2021 Indian film by Pavan Kirpalani

Bhoot Police is a 2021 Indian Hindi-language horror comedy film, directed by Pavan Kirpalani and produced by Ramesh Taurani and Akshai Puri. The film stars Saif Ali Khan, Arjun Kapoor, Jacqueline Fernandez, Yami Gautam and Javed Jaffrey, and premiered on 10 September 2021 on Disney+ Hotstar.

==Plot==
Two brothers, Vibhooti "Vibhu" Vaidya (Saif Ali Khan) and Chiraunji "Chiku" Vaidya (Arjun Kapoor), run a fake exorcism business, conning people by exploiting their superstitions. They arrive in a village in Rajasthan to "exorcise" a girl, but Vibhooti discovers that she is pretending to be possessed to avoid an arranged marriage. They help her by staging a fake exorcism.

Later, at a Tantric fair, Chiraunji deciphers an ancient book that belonged to their father, Umedji Vaidya a.k.a. Ullat Baba (Saurabh Sachdeva), a legendary exorcist. While trying to escape from Inspector Chedilal (Javed Jaffrey), they meet Maya "Mayu" Kulbhushan (Yami Gautam), who seeks their help with a supernatural problem in Dharamshala.

Maya explains that 27 years earlier, their father banished a malevolent spirit, the Kichkandi (Kalsang Dolma), from her family's tea estate. Now, the Kichkandi has returned and is terrorising the workers. Despite Vibhooti's scepticism, they investigate and learn about the spirit's tragic past. Vibhooti accidentally releases the Kichkandi, leading to Maya's possession.

After initially planning to fake another exorcism, Vibhooti realises that the ghost is real. The brothers discover that the Kichkandi is searching for her daughter, Titli Meena (Youngykar Dolma), a ghost Vibhooti had encountered earlier.
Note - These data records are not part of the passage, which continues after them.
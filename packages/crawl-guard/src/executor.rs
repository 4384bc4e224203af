//! Guarded crawl execution loop.
//!
//! Walks a crawl job's frontier breadth-first, consulting the guardrails
//! before every fetch. The first violation halts the crawl immediately;
//! callers transition the owning job to `aborted`.

use std::collections::{HashSet, VecDeque};

use async_trait::async_trait;

use crate::guardrails::{CrawlGuardrails, CrawlJobSpec, GuardrailViolation};

/// Fetches one page and returns the URLs discovered on it.
///
/// Implementations own transport concerns entirely; the executor only
/// cares about the discovered links.
#[async_trait]
pub trait Fetcher: Send + Sync {
    async fn fetch(&self, url: &str) -> anyhow::Result<Vec<String>>;
}

/// A frontier entry awaiting a fetch.
#[derive(Debug, Clone, PartialEq, Eq)]
pub struct FrontierPage {
    pub depth: u32,
    pub url: String,
}

/// What a completed (non-aborted) crawl produced.
#[derive(Debug, Clone)]
pub struct CrawlOutcome {
    pub pages_crawled: u32,
    pub visited: HashSet<String>,
}

/// Runs one crawl job under guardrail enforcement.
pub struct CrawlExecutor<F> {
    guardrails: CrawlGuardrails,
    fetcher: F,
}

impl<F: Fetcher> CrawlExecutor<F> {
    pub fn new(guardrails: CrawlGuardrails, fetcher: F) -> Self {
        Self { guardrails, fetcher }
    }

    /// Execute the crawl described by `spec`.
    ///
    /// Returns the outcome on normal termination (frontier exhausted
    /// within budget) or the violation that aborted it. Fetch failures
    /// are not violations; the page is skipped and counted.
    pub async fn run(&self, spec: &CrawlJobSpec) -> Result<CrawlOutcome, GuardrailViolation> {
        self.guardrails.validate_payload(spec)?;

        let mut visited: HashSet<String> = HashSet::new();
        let mut pages_crawled: u32 = 0;
        let mut frontier = VecDeque::from([FrontierPage {
            depth: 0,
            url: spec.start_url.clone(),
        }]);

        while let Some(page) = frontier.pop_front() {
            self.guardrails
                .check_limits(spec, page.depth, pages_crawled)?;
            self.guardrails.detect_cycle(spec, &visited, &page.url)?;

            visited.insert(page.url.clone());
            pages_crawled += 1;

            let links = match self.fetcher.fetch(&page.url).await {
                Ok(links) => links,
                Err(error) => {
                    tracing::warn!(
                        job_id = %spec.job_id,
                        url = %page.url,
                        error = %error,
                        "fetch failed, skipping page"
                    );
                    continue;
                }
            };

            // Discovered links go on the frontier as-is; a revisit is a
            // circular pattern and aborts via detect_cycle above.
            for url in links {
                frontier.push_back(FrontierPage {
                    depth: page.depth + 1,
                    url,
                });
            }
        }

        tracing::info!(
            job_id = %spec.job_id,
            pages_crawled,
            "crawl completed within budget"
        );

        Ok(CrawlOutcome {
            pages_crawled,
            visited,
        })
    }
}
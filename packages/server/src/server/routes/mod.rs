// HTTP routes
pub mod compute;
pub mod health;

pub use compute::*;
pub use health::*;
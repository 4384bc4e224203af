// Main entry point for the compute coordination API

use std::sync::Arc;

use anyhow::{Context, Result};
use compute_core::{server::build_app, Config};
use crawl_guard::guardrails::CrawlGuardrails;
use crawl_guard::policy::{ParsedRobotsPolicy, StaticDomainPolicy};
use sqlx::postgres::PgPoolOptions;
use tracing_subscriber::{layer::SubscriberExt, util::SubscriberInitExt};

#[tokio::main]
async fn main() -> Result<()> {
    // Initialize logging
    tracing_subscriber::registry()
        .with(
            tracing_subscriber::EnvFilter::try_from_default_env()
                .unwrap_or_else(|_| "info,compute_core=debug,sqlx=warn".into()),
        )
        .with(tracing_subscriber::fmt::layer())
        .init();

    tracing::info!("Starting Community Compute Coordinator");

    let config = Config::from_env().context("Failed to load configuration")?;
    tracing::info!(
        allowed_domains = config.allowed_domains.len(),
        "Configuration loaded"
    );

    tracing::info!("Connecting to database...");
    let pool = PgPoolOptions::new()
        .max_connections(10)
        .connect(&config.database_url)
        .await
        .context("Failed to connect to database")?;

    tracing::info!("Running database migrations...");
    sqlx::migrate!("./migrations")
        .run(&pool)
        .await
        .context("Failed to run migrations")?;

    // Policy providers: allow-list from config; robots rules default to
    // permissive until rules for a host are registered
    let domain_policy = Arc::new(StaticDomainPolicy::new(config.allowed_domains.clone()));
    let robots_policy = Arc::new(ParsedRobotsPolicy::new(config.crawler_user_agent.clone()));
    let guardrails = CrawlGuardrails::new(config.max_crawl_depth, config.max_crawl_pages);

    let app = build_app(pool, domain_policy, robots_policy, guardrails);

    let addr = format!("0.0.0.0:{}", config.port);
    tracing::info!("Starting server on {}", addr);

    let listener = tokio::net::TcpListener::bind(&addr)
        .await
        .context("Failed to bind to address")?;

    axum::serve(listener, app).await.context("Server error")?;

    Ok(())
}
//! Policy providers consulted during preflight validation.
//!
//! Both providers are read-only: the scheduler asks "may this job touch
//! that URL" and never mutates policy state.

use std::collections::{HashMap, HashSet};

use url::Url;

use crate::robots::RobotsTxt;

/// Answers whether a domain is on the crawl allow-list.
///
/// Deny-by-default: a domain the provider does not know is blocked.
pub trait DomainPolicy: Send + Sync {
    fn is_allowed(&self, domain: &str) -> bool;
}

/// Answers whether a specific URL may be fetched under robots.txt rules.
pub trait RobotsPolicy: Send + Sync {
    fn is_allowed(&self, url: &Url) -> bool;
}

/// Allow-list backed by a fixed set of domains.
///
/// Matching is case-insensitive on the exact host; subdomains must be
/// listed explicitly.
#[derive(Debug, Clone, Default)]
pub struct StaticDomainPolicy {
    allowed: HashSet<String>,
}

impl StaticDomainPolicy {
    pub fn new(domains: impl IntoIterator<Item = String>) -> Self {
        Self {
            allowed: domains.into_iter().map(|d| d.to_lowercase()).collect(),
        }
    }

    pub fn len(&self) -> usize {
        self.allowed.len()
    }

    pub fn is_empty(&self) -> bool {
        self.allowed.is_empty()
    }
}

impl DomainPolicy for StaticDomainPolicy {
    fn is_allowed(&self, domain: &str) -> bool {
        self.allowed.contains(&domain.to_lowercase())
    }
}

/// Robots policy backed by pre-parsed robots.txt rules per host.
///
/// Hosts without a known robots.txt are treated as allowing everything,
/// per standard robots semantics.
pub struct ParsedRobotsPolicy {
    user_agent: String,
    per_host: HashMap<String, RobotsTxt>,
}

impl ParsedRobotsPolicy {
    pub fn new(user_agent: impl Into<String>) -> Self {
        Self {
            user_agent: user_agent.into(),
            per_host: HashMap::new(),
        }
    }

    /// Register parsed robots.txt rules for a host.
    pub fn with_host_rules(mut self, host: impl Into<String>, robots: RobotsTxt) -> Self {
        self.per_host.insert(host.into().to_lowercase(), robots);
        self
    }
}

impl RobotsPolicy for ParsedRobotsPolicy {
    fn is_allowed(&self, url: &Url) -> bool {
        let Some(host) = url.host_str() else {
            return false;
        };
        match self.per_host.get(&host.to_lowercase()) {
            Some(robots) => robots.is_allowed(&self.user_agent, url.path()),
            None => true,
        }
    }
}

/// Robots policy that permits everything. Useful where robots data is
/// sourced elsewhere or in tests.
#[derive(Debug, Clone, Copy, Default)]
pub struct AllowAllRobots;

impl RobotsPolicy for AllowAllRobots {
    fn is_allowed(&self, _url: &Url) -> bool {
        true
    }
}
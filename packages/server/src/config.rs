use anyhow::{Context, Result};
use dotenvy::dotenv;
use std::env;

use crawl_guard::guardrails::{SYSTEM_MAX_DEPTH, SYSTEM_MAX_PAGES};

/// Application configuration loaded from environment variables
#[derive(Debug, Clone)]
pub struct Config {
    pub database_url: String,
    pub port: u16,
    /// Comma-separated crawl allow-list; empty means deny everything
    pub allowed_domains: Vec<String>,
    /// User-agent presented to robots.txt rules
    pub crawler_user_agent: String,
    /// System-wide crawl ceilings; job budgets are capped at these
    pub max_crawl_depth: u32,
    pub max_crawl_pages: u32,
}

impl Config {
    /// Load configuration from environment variables
    pub fn from_env() -> Result<Self> {
        // Load .env file if present (development)
        let _ = dotenv();

        Ok(Self {
            database_url: env::var("DATABASE_URL").context("DATABASE_URL must be set")?,
            port: env::var("PORT")
                .unwrap_or_else(|_| "8080".to_string())
                .parse()
                .context("PORT must be a valid number")?,
            allowed_domains: env::var("ALLOWED_DOMAINS")
                .unwrap_or_default()
                .split(',')
                .map(str::trim)
                .filter(|d| !d.is_empty())
                .map(str::to_string)
                .collect(),
            crawler_user_agent: env::var("CRAWLER_USER_AGENT")
                .unwrap_or_else(|_| "communitybot".to_string()),
            max_crawl_depth: env::var("MAX_CRAWL_DEPTH")
                .ok()
                .map(|v| v.parse())
                .transpose()
                .context("MAX_CRAWL_DEPTH must be a valid number")?
                .unwrap_or(SYSTEM_MAX_DEPTH),
            max_crawl_pages: env::var("MAX_CRAWL_PAGES")
                .ok()
                .map(|v| v.parse())
                .transpose()
                .context("MAX_CRAWL_PAGES must be a valid number")?
                .unwrap_or(SYSTEM_MAX_PAGES),
        })
    }
}
//! Execution-time bounds for a single in-flight crawl job.
//!
//! Guardrails are independent of the claim protocol: they bound what an
//! already-claimed crawl may do, and any violation is fatal to the job.

use std::collections::HashSet;

use serde::{Deserialize, Serialize};
use thiserror::Error;
use uuid::Uuid;

use crate::reason::ReasonCode;

/// System-wide hard ceilings a job's own budget can never exceed.
pub const SYSTEM_MAX_DEPTH: u32 = 10;
pub const SYSTEM_MAX_PAGES: u32 = 1000;

/// The crawl-relevant slice of a claimed job.
#[derive(Debug, Clone, Serialize, Deserialize)]
pub struct CrawlJobSpec {
    pub job_id: Uuid,
    pub start_url: String,
    pub max_depth: u32,
    pub max_pages: u32,
}

/// A guardrail violation. Carries the enumerated reason plus detail for
/// the audit log; the owning job transitions to `aborted`.
#[derive(Debug, Clone, Error, PartialEq, Eq)]
#[error("{code}: {detail}")]
pub struct GuardrailViolation {
    pub code: ReasonCode,
    pub detail: String,
}

impl GuardrailViolation {
    fn new(code: ReasonCode, detail: impl Into<String>) -> Self {
        Self {
            code,
            detail: detail.into(),
        }
    }
}

/// Depth, page-count and cycle enforcement for one crawl execution.
#[derive(Debug, Clone)]
pub struct CrawlGuardrails {
    max_depth: u32,
    max_pages: u32,
}

impl Default for CrawlGuardrails {
    fn default() -> Self {
        Self {
            max_depth: SYSTEM_MAX_DEPTH,
            max_pages: SYSTEM_MAX_PAGES,
        }
    }
}

impl CrawlGuardrails {
    pub fn new(max_depth: u32, max_pages: u32) -> Self {
        Self {
            max_depth,
            max_pages,
        }
    }

    pub fn max_depth(&self) -> u32 {
        self.max_depth
    }

    pub fn max_pages(&self) -> u32 {
        self.max_pages
    }

    /// Validate a crawl payload before any fetching starts.
    pub fn validate_payload(&self, spec: &CrawlJobSpec) -> Result<(), GuardrailViolation> {
        if spec.start_url.trim().is_empty() {
            return Err(self.violation(spec, ReasonCode::InvalidPayload, "missing start_url"));
        }
        if spec.max_pages == 0 {
            return Err(self.violation(spec, ReasonCode::InvalidPayload, "max_pages must be > 0"));
        }
        Ok(())
    }

    /// Enforce depth and page ceilings during execution.
    ///
    /// The effective ceiling is the lower of the job's own budget and
    /// the system-wide limit.
    pub fn check_limits(
        &self,
        spec: &CrawlJobSpec,
        current_depth: u32,
        pages_crawled: u32,
    ) -> Result<(), GuardrailViolation> {
        if current_depth > spec.max_depth.min(self.max_depth) {
            return Err(self.violation(
                spec,
                ReasonCode::DepthLimit,
                format!("depth {} exceeds limit", current_depth),
            ));
        }
        if pages_crawled >= spec.max_pages.min(self.max_pages) {
            return Err(self.violation(
                spec,
                ReasonCode::PageLimit,
                format!("page budget exhausted at {}", pages_crawled),
            ));
        }
        Ok(())
    }

    /// Detect circular crawl patterns within one job's run.
    ///
    /// The visited set is owned by the single execution flow processing
    /// the job; nothing here is shared across jobs or nodes.
    pub fn detect_cycle(
        &self,
        spec: &CrawlJobSpec,
        visited: &HashSet<String>,
        next_url: &str,
    ) -> Result<(), GuardrailViolation> {
        if visited.contains(next_url) {
            return Err(self.violation(
                spec,
                ReasonCode::CycleDetected,
                format!("circular link pattern at {}", next_url),
            ));
        }
        Ok(())
    }

    fn violation(
        &self,
        spec: &CrawlJobSpec,
        code: ReasonCode,
        detail: impl Into<String>,
    ) -> GuardrailViolation {
        let violation = GuardrailViolation::new(code, detail);
        tracing::warn!(
            job_id = %spec.job_id,
            url = %spec.start_url,
            guardrail = %violation.code,
            reason = %violation.detail,
            action = "aborted",
            "crawl guardrail violation"
        );
        violation
    }
}

#[cfg(test)]
mod tests {
    use super::*;

    fn spec(max_depth: u32, max_pages: u32) -> CrawlJobSpec {
        CrawlJobSpec {
            job_id: Uuid::new_v4(),
            start_url: "https://example.org/".to_string(),
            max_depth,
            max_pages,
        }
    }

    #[test]
    fn payload_requires_start_url() {
        let guards = CrawlGuardrails::default();
        let mut bad = spec(3, 10);
        bad.start_url = "   ".to_string();
        let err = guards.validate_payload(&bad).unwrap_err();
        assert_eq!(err.code, ReasonCode::InvalidPayload);
    }

    #[test]
    fn payload_requires_positive_page_budget() {
        let guards = CrawlGuardrails::default();
        let err = guards.validate_payload(&spec(3, 0)).unwrap_err();
        assert_eq!(err.code, ReasonCode::InvalidPayload);
    }

    #[test]
    fn depth_within_job_budget_passes() {
        let guards = CrawlGuardrails::default();
        let spec = spec(3, 100);
        assert!(guards.check_limits(&spec, 3, 5).is_ok());
    }

    #[test]
    fn depth_beyond_job_budget_violates() {
        let guards = CrawlGuardrails::default();
        let spec = spec(3, 100);
        let err = guards.check_limits(&spec, 4, 5).unwrap_err();
        assert_eq!(err.code, ReasonCode::DepthLimit);
    }

    #[test]
    fn system_ceiling_caps_generous_job_budget() {
        let guards = CrawlGuardrails::new(10, 1000);
        let spec = spec(50, 100);
        // Job asked for depth 50, system allows 10
        let err = guards.check_limits(&spec, 11, 5).unwrap_err();
        assert_eq!(err.code, ReasonCode::DepthLimit);
    }

    #[test]
    fn page_budget_exhaustion_violates() {
        let guards = CrawlGuardrails::default();
        let spec = spec(3, 10);
        assert!(guards.check_limits(&spec, 1, 9).is_ok());
        let err = guards.check_limits(&spec, 1, 10).unwrap_err();
        assert_eq!(err.code, ReasonCode::PageLimit);
    }

    #[test]
    fn revisited_url_is_a_cycle() {
        let guards = CrawlGuardrails::default();
        let spec = spec(3, 10);
        let mut visited = HashSet::new();
        visited.insert("https://example.org/a".to_string());

        assert!(guards
            .detect_cycle(&spec, &visited, "https://example.org/b")
            .is_ok());
        let err = guards
            .detect_cycle(&spec, &visited, "https://example.org/a")
            .unwrap_err();
        assert_eq!(err.code, ReasonCode::CycleDetected);
    }
}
With their father's knowledge, they reunite the mother and daughter, freeing their spirits.

The film ends with Maya and her sister Kanika "Kanu" Kulbhushan (Jacqueline Fernandez) reconciling, and a hint at a sequel involving werewolves and vampires.

==Cast==
- Saif Ali Khan as Vibhooti "Vibhu" Vaidya
- Arjun Kapoor as Chiraunji "Chiku" Vaidya
- Jacqueline Fernandez as Kanika "Kanu" Kulbhushan
- Yami Gautam as Maya "Mayu" Kulbhushan
- Javed Jaffrey as Inspector Chedilal
- Amit Mistry as GM Hari Kumar
- Jamie Lever as Lata
- Saurabh Sachdeva as Umedji Vaidya a.k.a. Ullat Baba
- Yashaswini Dayama as Guddi
- Girish Kulkarni as Santo
- Rupesh Tillu as Vinod
- Rajpal Yadav as Goggal Baba (special appearance)
- Kalsang Dolma as Kichkandi
- Youngykar Dolma as Titli Meena

==Production==
The principal photography commenced on 4 November 2020 in Dharamshala.

== Soundtrack ==

The music of film was composed by Sachin–Jigar while lyrics written by Kumaar and Priya Saraiya.

Track listing
| No. | Title | Lyrics | Singer(s) | Length |
|---|---|---|---|---|
| 1. | "Aayi Aayi Bhoot Police" | Kumaar | Vishal Dadlani, Sunidhi Chauhan, Mellow D | 4:46 |
| 2. | "Mujhe Pyaar Pyaar Hai" | Priya Saraiya | Armaan Malik, Shreya Ghoshal | 5:11 |
| 3. | "Raat Gayi So Baat Gayi" | Kumaar | Vishal Dadlani, Asees Kaur | 3:35 |
| Total length: |  |  |  | 13:32 |

==Reception==
Bollywood Hungama gave it a rating of 3 stars out of 5 and wrote, "Pavan Kirpalani's story gives a deja vu of Stree and Roohi. But unlike the other two films, it focuses on ghostbusters and that gives a unique touch." Koimoi gave it a positive review, rating of 3 stars out of 5 and said, "If You've Got It, Haunt It’ & Saif Ali Khan Does The Same!". Firstpost gave it a rating of 3 stars out of 5 and wrote, "Saif Ali Khan sizzles in a breezy horror comedy."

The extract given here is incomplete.